Extreme precipitation heavily affects society and economy in Africa because it triggers natural hazards and contributes large amounts of freshwater. Understanding past changes in extreme precipitation could help us improve our projections of extremes, thus reducing the vulnerability of the region to climate change. Here, we combine high-resolution satellite data (1981–2019) with a novel non-asymptotic statistical approach, which explicitly separates intensity and occurrence of the process. We investigate past changes in extreme daily precipitation amounts relevant to engineering and risk management. Significant (α=0.05) positive and negative trends in annual maximum daily precipitation are reported in ∼20 % of Africa both at the local scales (0.05°) and mesoscales (1°). Our statistical model is able to explain ∼90% of their variance, and performs well (72% explained variance) even when annual maxima are explicitly censored from the parameter estimation. This suggests possible applications in situations in which the observed extremes are not quantitatively trusted. We present results at the continental scale, as well as for six areas characterized by different climatic characteristics and forcing mechanisms underlying the ongoing changes.
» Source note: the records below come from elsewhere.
//! Resolution frames
//!
//! A [`Frame`] is the in-flight state of one contract being resolved. Frames
//! live on the stack and link to the frame that requested them, so the
//! dependency chain is walked by borrowing rather than through a side table.
//! Every frame of one top-level `resolve` call shares a [`CallGraph`] that
//! holds the resolver overrides and the per-resolve value cache.

use crate::contract::Contract;
use crate::engine::{self, Runtime};
use crate::error::Fault;
use crate::injection::{InjectionArg, ResolverOverride};
use crate::lifetime::Lifetime;
use crate::metadata::{Instance, TypeMetadata, Value};
use crate::provider::Injectable;
use crate::registration::RegistrationManager;
use crate::scope::Scope;
use crate::types::TypeDescriptor;
use ahash::RandomState;
use std::cell::RefCell;
use std::collections::HashMap;
use std::fmt;
use std::sync::Arc;

/// State shared by every frame of one top-level resolution
pub(crate) struct CallGraph<'o> {
    overrides: &'o [ResolverOverride],
    per_resolve: RefCell<HashMap<u64, Value, RandomState>>,
}

impl<'o> CallGraph<'o> {
    pub(crate) fn new(overrides: &'o [ResolverOverride]) -> Self {
        Self {
            overrides,
            per_resolve: RefCell::new(HashMap::default()),
        }
    }

    #[inline]
    pub(crate) fn overrides(&self) -> &'o [ResolverOverride] {
        self.overrides
    }

    #[inline]
    pub(crate) fn has_overrides(&self) -> bool {
        !self.overrides.is_empty()
    }

    /// Value cached for a per-resolve lifetime manager
    #[inline]
    pub(crate) fn per_resolve(&self, manager: u64) -> Option<Value> {
        self.per_resolve.borrow().get(&manager).cloned()
    }

    #[inline]
    pub(crate) fn remember(&self, manager: u64, value: Value) {
        self.per_resolve.borrow_mut().insert(manager, value);
    }
}

/// How a parameter or member obtains its value when no override applies
#[derive(Clone, Debug)]
pub(crate) enum Supply {
    /// Use an injection argument or directive
    Arg(InjectionArg),
    /// Resolve this contract
    Resolve(Contract),
}

impl Supply {
    /// Registration name the supplied dependency is resolved under
    pub(crate) fn dependency_name(&self) -> Option<&str> {
        match self {
            Supply::Resolve(contract) => contract.name(),
            Supply::Arg(InjectionArg::Named(_, name)) => Some(name.as_ref()),
            Supply::Arg(_) => None,
        }
    }
}

/// One contract being resolved
pub(crate) struct Frame<'a> {
    pub(crate) contract: Contract,
    /// Type the construction stage builds, once a mapping has been applied
    pub(crate) build_type: Option<TypeDescriptor>,
    pub(crate) registration: Arc<RegistrationManager>,
    /// Scope the registration was found in
    pub(crate) owner: Arc<Scope>,
    /// Scope the resolution was requested from
    pub(crate) scope: &'a Arc<Scope>,
    pub(crate) runtime: &'a Runtime,
    pub(crate) graph: &'a CallGraph<'a>,
    pub(crate) parent: Option<&'a Frame<'a>>,
    pub(crate) depth: usize,
    /// Value under construction
    pub(crate) instance: Option<Instance>,
    /// Result of the pipeline
    pub(crate) value: Option<Value>,
    /// Freshly built value before any upcast, with the metadata that built it
    pub(crate) produced: Option<Value>,
    pub(crate) metadata: Option<Arc<TypeMetadata>>,
}

impl<'a> Frame<'a> {
    #[allow(clippy::too_many_arguments)]
    pub(crate) fn new(
        contract: Contract,
        registration: Arc<RegistrationManager>,
        owner: Arc<Scope>,
        scope: &'a Arc<Scope>,
        runtime: &'a Runtime,
        graph: &'a CallGraph<'a>,
        parent: Option<&'a Frame<'a>>,
        depth: usize,
    ) -> Self {
        Self {
            contract,
            build_type: None,
            registration,
            owner,
            scope,
            runtime,
            graph,
            parent,
            depth,
            instance: None,
            value: None,
            produced: None,
            metadata: None,
        }
    }

    /// Frames that requested this one, nearest first
    pub(crate) fn ancestors(&self) -> impl Iterator<Item = &'a Frame<'a>> {
        std::iter::successors(self.parent, |frame| frame.parent)
    }

    /// Scope dependencies of this value are resolved from.
    ///
    /// Shared values resolve from the scope owning their registration so a
    /// child container cannot leak its registrations into them.
    #[inline]
    pub(crate) fn dependency_scope(&self) -> &Arc<Scope> {
        match self.registration.lifetime() {
            Lifetime::Singleton | Lifetime::ContainerControlled | Lifetime::Hierarchical => &self.owner,
            _ => self.scope,
        }
    }

    /// Resolve a dependency of the value being built
    pub(crate) fn resolve(&self, contract: Contract) -> Result<Value, Fault> {
        engine::resolve_contract(self.runtime, self.dependency_scope(), self.graph, Some(self), contract)
    }

    /// Type the current stage is building
    #[inline]
    pub(crate) fn target_type(&self) -> &TypeDescriptor {
        self.build_type.as_ref().unwrap_or_else(|| self.contract.ty())
    }

    /// Reshape `value` of type `from` into `to`
    pub(crate) fn shape(&self, value: Value, from: &TypeDescriptor, to: &TypeDescriptor) -> Result<Value, Fault> {
        if from == to {
            return Ok(value);
        }
        self.runtime.provider().cast(value, from, to).ok_or_else(|| {
            Fault::mismatch(
                &self.contract,
                format!("a {} cannot be supplied where {} is expected", from, to),
            )
        })
    }

    /// Value for a declared slot of type `declared`, honoring an override first
    pub(crate) fn supply(
        &self,
        declared: &TypeDescriptor,
        overriding: Option<&InjectionArg>,
        supply: &Supply,
    ) -> Result<Option<Value>, Fault> {
        if let Some(arg) = overriding {
            return self.supply_arg(declared, arg);
        }
        match supply {
            Supply::Resolve(contract) => self.resolve(contract.clone()).map(Some),
            Supply::Arg(arg) => self.supply_arg(declared, arg),
        }
    }

    /// Value for one injection argument; `None` leaves an optional slot unset
    pub(crate) fn supply_arg(&self, declared: &TypeDescriptor, arg: &InjectionArg) -> Result<Option<Value>, Fault> {
        match arg {
            InjectionArg::Type(ty) => {
                let value = self.resolve(Contract::new(ty.clone(), None))?;
                self.shape(value, ty, declared).map(Some)
            }
            InjectionArg::Named(ty, name) => {
                let value = self.resolve(Contract::new(ty.clone(), Some(name)))?;
                self.shape(value, ty, declared).map(Some)
            }
            InjectionArg::Value(value, ty) => self.shape(Arc::clone(value), ty, declared).map(Some),
            InjectionArg::Optional(ty, default) => match self.resolve(Contract::new(ty.clone(), None)) {
                Ok(value) => self.shape(value, ty, declared).map(Some),
                Err(fault) if fault.kind() == crate::error::FaultKind::NotRegistered => Ok(default.clone()),
                Err(fault) => Err(fault),
            },
            InjectionArg::Resolver(callback) => callback(&Resolver::new(self))
                .map(Some)
                .map_err(|error| engine::callback_fault(&self.contract, "resolver callback", error)),
        }
    }
}

impl fmt::Debug for Frame<'_> {
    fn fmt(&self, f: &mut fmt::Formatter<'_>) -> fmt::Result {
        f.debug_struct("Frame")
            .field("contract", &self.contract)
            .field("build_type", &self.build_type.as_ref().map(TypeDescriptor::name))
            .field("depth", &self.depth)
            .field("has_instance", &self.instance.is_some())
            .field("has_value", &self.value.is_some())
            .finish()
    }
}

/// Resolves dependencies from inside a factory or resolver callback.
///
/// Nested resolutions join the current call: they see the same overrides,
/// share per-resolve values and take part in cycle detection.
///
/// # Examples
///
/// ```rust
/// use injector_runtime::{Container, Lifetime};
/// use std::sync::Arc;
///
/// struct Config { url: String }
/// struct Pool { url: String }
///
/// let container = Container::new();
/// container.singleton(Config { url: "postgres://localhost".into() }).unwrap();
/// container
///     .factory(None, Lifetime::Singleton, |resolver| {
///         let config = resolver.get::<Config>()?;
///         Ok(Pool { url: config.url.clone() })
///     })
///     .unwrap();
///
/// let pool = container.get::<Pool>().unwrap();
/// assert_eq!(pool.url, "postgres://localhost");
/// ```
pub struct Resolver<'f> {
    frame: &'f Frame<'f>,
}

impl<'f> Resolver<'f> {
    #[inline]
    pub(crate) fn new(frame: &'f Frame<'f>) -> Self {
        Self { frame }
    }

    /// Contract currently being resolved
    #[inline]
    pub fn contract(&self) -> &Contract {
        &self.frame.contract
    }

    /// Name of the container the resolution was requested from
    #[inline]
    pub fn container_name(&self) -> Option<&str> {
        self.frame.scope.name()
    }

    /// Resolve an erased value
    pub fn resolve(&self, ty: TypeDescriptor, name: Option<&str>) -> Result<Value, Fault> {
        self.frame.resolve(Contract::new(ty, name))
    }

    /// Resolve a concrete type
    pub fn get<T: Injectable>(&self) -> Result<Arc<T>, Fault> {
        self.typed(Contract::of::<T>())
    }

    /// Resolve a named registration of a concrete type
    pub fn get_named<T: Injectable>(&self, name: &str) -> Result<Arc<T>, Fault> {
        self.typed(Contract::named::<T>(name))
    }

    /// Resolve an interface registration
    pub fn get_trait<I: ?Sized + Send + Sync + 'static>(&self) -> Result<Arc<I>, Fault> {
        let contract = Contract::new(TypeDescriptor::of_trait::<I>(), None);
        let value = self.frame.resolve(contract.clone())?;
        engine::downcast_trait::<I>(value).map_err(|_| Fault::mismatch(&contract, "value is not an interface view"))
    }

    /// Resolve a concrete type, or `None` if that fails
    pub fn try_get<T: Injectable>(&self) -> Option<Arc<T>> {
        self.get::<T>().ok()
    }

    fn typed<T: Injectable>(&self, contract: Contract) -> Result<Arc<T>, Fault> {
        let value = self.frame.resolve(contract.clone())?;
        engine::downcast::<T>(value)
            .map_err(|_| Fault::mismatch(&contract, format!("value is not a {}", std::any::type_name::<T>())))
    }
}

impl fmt::Debug for Resolver<'_> {
    fn fmt(&self, f: &mut fmt::Formatter<'_>) -> fmt::Result {
        f.debug_struct("Resolver")
            .field("contract", &self.frame.contract)
            .field("depth", &self.frame.depth)
            .finish()
    }
}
In general, we can attribute most of the observed trends to changes in the tail heaviness of the intensity distribution (25% of explained variance, 38% at the mesoscale), while changes in the average number of wet days only explain 4% (12%) of the variance. Low-probability extremes always exhibit faster trend rates than annual maxima (∼44% faster, in median, for the case of 100-year events), implying that changes in infrastructure design values are likely underestimated by approaches based on trend analyses of annual maxima: flexible change-permitting models are needed. No systematic difference between local and mesoscales is reported, with locally-varying impacts on the areal reduction factors used to transform return levels across scales.